Gill opened the show with an emotional performance of “Sweet Music Man,” written by and recorded by Kenny Rogers, as a tribute to the music legend who passed away last night. Gill said it was “one of my favorite songs Kenny ever did.”
Stuart explained the Opry’s streak of 4,916 consecutive Saturday night performances, saying, “Country music is no stranger to hard times. The Grand Ole Opry is no stranger to hard times, either. It’s 94 years old and has been through world wars, catastrophes, and presidential assassinations, but somehow the show has just gone right along and never gone off the air.”

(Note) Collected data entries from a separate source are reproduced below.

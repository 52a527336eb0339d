//! Testing utilities for code that validates with fieldcheck
//!
//! Assertion macros for [`Validation`](crate::Validation) contexts, plus
//! property-based testing support behind the `proptest` feature.
//!
//! # Examples
//!
//! ```rust
//! use fieldcheck::{assert_invalid, assert_valid, assert_validation_errors};
//! use fieldcheck::Validation;
//!
//! let mut v = Validation::new();
//! v.min(3, 2);
//! assert_valid!(v);
//!
//! v.max(9, 5);
//! assert_invalid!(v);
//! assert_validation_errors!(v, ["Maximum is 5"]);
//! ```

/// Assert that a validation context recorded no errors.
///
/// Panics with the recorded messages otherwise.
///
/// # Example
///
/// ```rust
/// use fieldcheck::{Validation, assert_valid};
///
/// let mut v = Validation::new();
/// v.required("Ada");
/// assert_valid!(v);
/// ```
#[macro_export]
macro_rules! assert_valid {
    ($validation:expr) => {
        match &$validation {
            v if !v.has_errors() => {}
            v => {
                panic!("Expected no validation errors, got: {:?}", v.messages());
            }
        }
    };
}

/// Assert that a validation context recorded at least one error.
///
/// # Example
///
/// ```rust
/// use fieldcheck::{Validation, assert_invalid};
///
/// let mut v = Validation::new();
/// v.required("");
/// assert_invalid!(v);
/// ```
#[macro_export]
macro_rules! assert_invalid {
    ($validation:expr) => {
        if !$validation.has_errors() {
            panic!("Expected validation errors, got none");
        }
    };
}

/// Assert that a validation context recorded exactly these messages, in order.
///
/// # Example
///
/// ```rust
/// use fieldcheck::{Validation, assert_validation_errors};
///
/// let mut v = Validation::new();
/// v.min(1, 2);
/// v.error("custom");
/// assert_validation_errors!(v, ["Minimum is 2", "custom"]);
/// ```
#[macro_export]
macro_rules! assert_validation_errors {
    ($validation:expr, $expected:expr) => {{
        let actual = $validation.messages();
        let expected: ::std::vec::Vec<::std::string::String> = $expected
            .into_iter()
            .map(|m| ::std::string::ToString::to_string(&m))
            .collect();
        if actual != expected {
            panic!(
                "Expected validation errors {:?}, got: {:?}",
                expected, actual
            );
        }
    }};
}

#[cfg(feature = "proptest")]
use crate::ValidationError;

#[cfg(feature = "proptest")]
use proptest::prelude::*;

#[cfg(feature = "proptest")]
impl Arbitrary for ValidationError {
    type Parameters = ();
    type Strategy = BoxedStrategy<Self>;

    fn arbitrary_with(_args: Self::Parameters) -> Self::Strategy {
        ".*".prop_map(ValidationError::new).boxed()
    }
}

#[cfg(test)]
mod tests {
    use crate::Validation;

    #[test]
    fn assert_valid_macro() {
        let v = Validation::new();
        assert_valid!(v);
    }

    #[test]
    fn assert_invalid_macro() {
        let mut v = Validation::new();
        v.error("boom");
        assert_invalid!(v);
    }

    #[test]
    fn assert_validation_errors_macro() {
        let mut v = Validation::new();
        v.error("error1");
        v.error("error2");
        assert_validation_errors!(v, ["error1", "error2"]);
        assert_validation_errors!(v, vec![String::from("error1"), String::from("error2")]);
    }

    #[test]
    fn assert_validation_errors_empty() {
        let v = Validation::new();
        assert_validation_errors!(v, Vec::<String>::new());
    }

    #[test]
    #[should_panic(expected = "Expected no validation errors")]
    fn assert_valid_panics_on_errors() {
        let mut v = Validation::new();
        v.error("boom");
        assert_valid!(v);
    }

    #[test]
    #[should_panic(expected = "Expected validation errors, got none")]
    fn assert_invalid_panics_when_valid() {
        let v = Validation::new();
        assert_invalid!(v);
    }

    #[test]
    #[should_panic(expected = "Expected validation errors")]
    fn assert_validation_errors_panics_on_mismatch() {
        let mut v = Validation::new();
        v.error("actual");
        assert_validation_errors!(v, ["expected"]);
    }

    #[cfg(feature = "proptest")]
    mod proptest_tests {
        use crate::{Validation, ValidationError};
        use proptest::prelude::*;

        proptest! {
            #[test]
            fn recorded_errors_keep_their_message(errors in prop::collection::vec(any::<ValidationError>(), 0..20)) {
                let mut v = Validation::new();
                for error in &errors {
                    v.error(error.message());
                }
                prop_assert_eq!(v.errors().collect::<Vec<_>>(), errors);
            }
        }
    }
}
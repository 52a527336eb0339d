//! Serde support for validation errors (feature-gated)
//!
//! A [`ValidationError`] serializes as `{"message": "..."}` and a
//! [`Validation`] as the list of its errors, in the order they were recorded.
//!
//! # Example
//!
//! ```rust,ignore
//! use fieldcheck::Validation;
//!
//! let mut v = Validation::new();
//! v.min(1, 2);
//!
//! let json = serde_json::to_string(&v).unwrap();
//! assert_eq!(json, r#"[{"message":"Minimum is 2"}]"#);
//! ```

use serde::ser::{SerializeSeq, SerializeStruct};
use serde::{Serialize, Serializer};

use super::{Validation, ValidationError};

impl Serialize for ValidationError {
    fn serialize<S: Serializer>(&self, serializer: S) -> Result<S::Ok, S::Error> {
        let mut state = serializer.serialize_struct("ValidationError", 1)?;
        state.serialize_field("message", self.message())?;
        state.end()
    }
}

impl Serialize for Validation {
    fn serialize<S: Serializer>(&self, serializer: S) -> Result<S::Ok, S::Error> {
        let mut seq = serializer.serialize_seq(Some(self.len()))?;
        for error in self.errors() {
            seq.serialize_element(&error)?;
        }
        seq.end()
    }
}
//! Property-based tests for the validation context

use fieldcheck::prelude::*;
use proptest::prelude::*;

proptest! {
    #[test]
    fn prop_apply_ok_matches_validator(value in any::<i32>(), bound in any::<i32>()) {
        let mut v = Validation::new();
        let validator = Min(bound);

        let result = v.apply(&validator, &value);

        prop_assert_eq!(result.is_ok(), validator.is_satisfied(&value));
        prop_assert_eq!(v.len(), if result.is_ok() { 0 } else { 1 });
    }

    #[test]
    fn prop_check_records_at_most_one_error(
        value in -100i32..100,
        lo in -100i32..100,
        hi in -100i32..100,
    ) {
        let mut v = Validation::new();
        let result = v.check(&value, &[&Min(lo), &Max(hi), &Range::new(lo, hi)]);

        prop_assert!(v.len() <= 1);
        prop_assert_eq!(result.is_ok(), v.is_empty());
    }

    #[test]
    fn prop_check_returns_first_failing_result(
        value in -100i32..100,
        lo in -100i32..100,
        hi in -100i32..100,
    ) {
        let mut v = Validation::new();
        let result = v.check(&value, &[&Min(lo), &Max(hi)]);

        let expected = if value < lo {
            Some(format!("Minimum is {}", lo))
        } else if value > hi {
            Some(format!("Maximum is {}", hi))
        } else {
            None
        };
        prop_assert_eq!(result.error_message(), expected);
    }

    #[test]
    fn prop_errors_follow_call_order(values in prop::collection::vec(-10i32..10, 0..50)) {
        let mut v = Validation::new();
        let mut expected = Vec::new();

        for (i, value) in values.iter().enumerate() {
            if v.apply(&Min(0), value).is_err() {
                expected.push(format!("value {} is negative", i));
                v.error(format!("value {} is negative", i));
            }
        }

        let negatives = values.iter().filter(|n| **n < 0).count();
        prop_assert_eq!(v.len(), negatives * 2);
        let custom: Vec<String> = v.messages().into_iter().skip(1).step_by(2).collect();
        prop_assert_eq!(custom, expected);
    }

    #[test]
    fn prop_override_visible_through_context(message in ".*") {
        let mut v = Validation::new();
        let result = v.required("");
        result.message(message.clone());

        prop_assert_eq!(result.error_message(), Some(message.clone()));
        prop_assert_eq!(v.messages(), vec![message]);
    }

    #[test]
    fn prop_override_on_success_has_no_effect(message in ".*") {
        let mut v = Validation::new();
        let result = v.required("present");
        result.message(message);

        prop_assert!(result.is_ok());
        prop_assert!(!v.has_errors());
    }

    #[test]
    fn prop_clear_always_empties(failures in 0usize..20) {
        let mut v = Validation::new();
        for _ in 0..failures {
            v.max(1, 0);
        }
        prop_assert_eq!(v.len(), failures);

        v.clear();
        prop_assert!(!v.has_errors());
        prop_assert_eq!(v.len(), 0);
        v.clear();
        prop_assert_eq!(v.len(), 0);
    }

    #[test]
    fn prop_display_is_one_line_per_error(count in 0usize..20) {
        let mut v = Validation::new();
        for i in 0..count {
            v.error(format!("e{}", i));
        }

        let dump = v.to_string();
        prop_assert_eq!(dump.lines().count(), count);
        prop_assert_eq!(dump.is_empty(), count == 0);
        prop_assert!(count == 0 || dump.ends_with('\n'));
    }

    #[test]
    fn prop_size_validators_agree_with_char_count(s in "\\PC{0,20}", n in 0usize..25) {
        let chars = s.chars().count();
        prop_assert_eq!(MinSize(n).is_satisfied(s.as_str()), chars >= n);
        prop_assert_eq!(MaxSize(n).is_satisfied(s.as_str()), chars <= n);
        prop_assert_eq!(Length(n).is_satisfied(s.as_str()), chars == n);
    }
}
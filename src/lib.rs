//! # fieldcheck
//!
//! Lightweight field validation: apply checks to values, collect
//! human-readable messages for the ones that fail.
//!
//! ## Pieces
//!
//! - [`Validator`]: a stateless check with a default failure message.
//!   Built-ins live in [`validator`]: `Required`, `Min`, `Max`, `Range`,
//!   `MinSize`, `MaxSize`, `Length`, `Match` and `Email`.
//! - [`Validation`]: the context that runs validators and accumulates a
//!   [`ValidationError`] for every failure, in call order.
//! - [`ValidationResult`]: what each check returns; a failed result lets you
//!   replace the recorded message with your own.
//!
//! ## Quick Example
//!
//! ```rust
//! use fieldcheck::Validation;
//! use fieldcheck::validator::{Max, Min, Required};
//!
//! struct Signup {
//!     name: Option<String>,
//!     age: u32,
//!     email: String,
//! }
//!
//! fn validate(form: &Signup) -> Validation {
//!     let mut v = Validation::new();
//!     v.check(&form.name, &[&Required]).message("Name is required");
//!     v.check(&form.age, &[&Min(18), &Max(130)])
//!         .message_fmt(format_args!("Age {} is not allowed", form.age));
//!     v.email(&form.email);
//!     v
//! }
//!
//! let v = validate(&Signup {
//!     name: None,
//!     age: 12,
//!     email: "ada@example.com".to_string(),
//! });
//!
//! assert!(v.has_errors());
//! assert_eq!(v.to_string(), "Name is required\nAge 12 is not allowed\n");
//! ```
//!
//! ## Features
//!
//! - `tracing`: log failed checks and cleared contexts through `tracing`
//! - `serde`: `Serialize` for [`ValidationError`] and [`Validation`]
//! - `proptest`: `Arbitrary` for [`ValidationError`]

#![warn(missing_docs)]
#![warn(missing_debug_implementations)]

pub mod testing;
pub mod validation;
pub mod validator;

// Re-exports
pub use validation::{Validation, ValidationError, ValidationResult};
pub use validator::Validator;

/// Prelude module for convenient imports
pub mod prelude {
    pub use crate::validation::{Validation, ValidationError, ValidationResult};
    pub use crate::validator::prelude::*;
}
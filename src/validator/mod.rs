//! Validators: the checks a [`Validation`](crate::Validation) context runs
//!
//! A validator is a small, stateless value that answers one question about a
//! field ("is it present?", "is it at least 2?") and knows how to describe the
//! failure. Validators carry only their own configuration (bounds, patterns)
//! and can be reused freely across calls and contexts.
//!
//! # Example
//!
//! ```rust
//! use fieldcheck::validator::*;
//!
//! assert!(Min(2).is_satisfied(&3));
//! assert!(!Max(5).is_satisfied(&6));
//! assert!(Range::new(2, 5).is_satisfied(&5));
//! assert_eq!(Min(2).default_message(), "Minimum is 2");
//!
//! assert!(Required.is_satisfied("q"));
//! assert!(!Required.is_satisfied(&None::<String>));
//! ```
//!
//! # Writing your own
//!
//! ```rust
//! use fieldcheck::{Validation, Validator};
//!
//! struct Even;
//!
//! impl Validator<i64> for Even {
//!     fn is_satisfied(&self, value: &i64) -> bool {
//!         value % 2 == 0
//!     }
//!
//!     fn default_message(&self) -> String {
//!         "Must be even".to_string()
//!     }
//! }
//!
//! let mut v = Validation::new();
//! assert!(!v.apply(&Even, &3).is_ok());
//! assert_eq!(v.to_string(), "Must be even\n");
//! ```

mod number;
mod pattern;
mod required;
mod size;

pub mod prelude;

// Re-export leaf validators
pub use number::{Max, Min, Range};
pub use pattern::{Email, Match};
pub use required::Required;
pub use size::{HasSize, Length, MaxSize, MinSize};

/// A check that a value of type `T` either satisfies or fails.
///
/// Implementations must be pure: `is_satisfied` has no side effects, and
/// `default_message` depends only on the validator's own configuration.
///
/// The trait is object safe, so validators of different concrete types can be
/// chained through [`Validation::check`](crate::Validation::check) as
/// `&dyn Validator<T>`.
pub trait Validator<T: ?Sized>: Send + Sync {
    /// Check if the value satisfies this validator.
    fn is_satisfied(&self, value: &T) -> bool;

    /// Human-readable explanation of a failure, recorded when the check fails.
    fn default_message(&self) -> String;
}

impl<T: ?Sized, V: Validator<T> + ?Sized> Validator<T> for &V {
    #[inline]
    fn is_satisfied(&self, value: &T) -> bool {
        (**self).is_satisfied(value)
    }

    fn default_message(&self) -> String {
        (**self).default_message()
    }
}

impl<T: ?Sized, V: Validator<T> + ?Sized> Validator<T> for Box<V> {
    #[inline]
    fn is_satisfied(&self, value: &T) -> bool {
        (**self).is_satisfied(value)
    }

    fn default_message(&self) -> String {
        (**self).default_message()
    }
}
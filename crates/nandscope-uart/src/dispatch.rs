//! Command dispatch
//!
//! Turns one command line into one [`Response`]. Dispatch never fails:
//! parse errors, missing data and decode failures all come back as error
//! responses, and a rejected command leaves the session untouched.

use nandscope_core::badblock;
use nandscope_core::session::AnalysisSession;
use nandscope_core::wear::{self, WearStats};

use crate::error::{CommandError, Result};
use crate::protocol::{Command, Request};
use crate::response::{
    format_range, CalcWearPayload, CheckBlockPayload, Payload, ReadDataPayload, Response,
};

/// Bytes per KiB, for the size parameters of `checkblock` and `calcwear`
const KIB: usize = 1024;

/// Execute one command line against a session
pub fn dispatch(session: &mut AnalysisSession, line: &str) -> Response {
    let command = Command::tokenize(line);
    log::debug!("Dispatching '{}' with {:?}", command.name, command.params);

    match execute(session, &command) {
        Ok(response) => response,
        Err(e) => {
            log::warn!("Rejected '{}': {}", line.trim(), e);
            Response::error(&command.name, &e)
        }
    }
}

fn execute(session: &mut AnalysisSession, command: &Command) -> Result<Response> {
    let request = Request::parse(command)?;

    let payload = match request {
        Request::ReadData { id_bytes } => {
            let id = session.decode_identity(&id_bytes)?;
            Payload::ReadData(ReadDataPayload {
                flash_info: (&id).into(),
            })
        }
        Request::ParseId { id_bytes } => {
            let id = session.decode_identity(&id_bytes)?;
            Payload::ParseId((&id).into())
        }
        Request::CheckBlock {
            block_size_kb,
            start,
            end,
        } => {
            let data = session.data().ok_or(CommandError::NoDataLoaded)?;
            let bad = badblock::scan(data, kib_to_bytes(block_size_kb));
            let in_range = index_range(start, end)
                .map_or(0, |(first, last)| badblock::count_in_range(&bad, first, last));
            Payload::CheckBlock(CheckBlockPayload {
                block_size_kb,
                range: format_range(start, end),
                total_bad_blocks: bad.len(),
                bad_blocks_in_range: in_range,
            })
        }
        Request::CalcWear {
            page_size_kb,
            start,
            end,
        } => {
            let data = session.data().ok_or(CommandError::NoDataLoaded)?;
            let page_size = kib_to_bytes(page_size_kb);
            let sample_len = session.config().erased_sample_len;
            let stats = index_range(start, end).map_or_else(WearStats::default, |(first, last)| {
                wear::analyze_range(data, page_size, first, last, sample_len)
            });
            Payload::CalcWear(CalcWearPayload::new(page_size_kb, start, end, &stats))
        }
    };

    Ok(Response::success(request.kind().name(), payload))
}

/// Size in bytes for a KiB parameter; a non-positive size is 0
fn kib_to_bytes(kb: i64) -> usize {
    if kb <= 0 {
        return 0;
    }
    usize::try_from(kb).unwrap_or(usize::MAX).saturating_mul(KIB)
}

/// Clip a signed inclusive range to non-negative indices
///
/// Returns `None` when no index can fall inside it.
fn index_range(start: i64, end: i64) -> Option<(usize, usize)> {
    if end < 0 || start > end {
        return None;
    }
    let first = usize::try_from(start.max(0)).unwrap_or(usize::MAX);
    let last = usize::try_from(end).unwrap_or(usize::MAX);
    Some((first, last))
}

/// Command dispatcher owning its analysis session
#[derive(Debug, Default)]
pub struct CommandDispatcher {
    session: AnalysisSession,
}

impl CommandDispatcher {
    /// Create a dispatcher around an existing session
    pub fn new(session: AnalysisSession) -> Self {
        Self { session }
    }

    /// Execute one command line
    pub fn dispatch(&mut self, line: &str) -> Response {
        dispatch(&mut self.session, line)
    }

    /// The underlying session
    pub fn session(&self) -> &AnalysisSession {
        &self.session
    }

    /// Mutable access to the session, e.g. to load a new dump
    pub fn session_mut(&mut self) -> &mut AnalysisSession {
        &mut self.session
    }

    /// Consume the dispatcher and return the session
    pub fn into_session(self) -> AnalysisSession {
        self.session
    }
}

Brad Paisley gave “a shout out to those working overtime tonight,” paying tribute to healthcare workers, saying “to those out there on the front lines of this war, God bless you. We’re going to keep playing music for you one way or another.” He then performed his hit “This Is Country Music,” which he ended with an ode to the Rogers classic “The Gambler.”
Throughout the night, the three Opry members spoke of lifting each other up and ideally providing hope to the audience tuning in. Gill reminded the world, “We are at our best during hard times.” Paisley added, “Country music really excels in times like this. …We will persevere in the face of this.”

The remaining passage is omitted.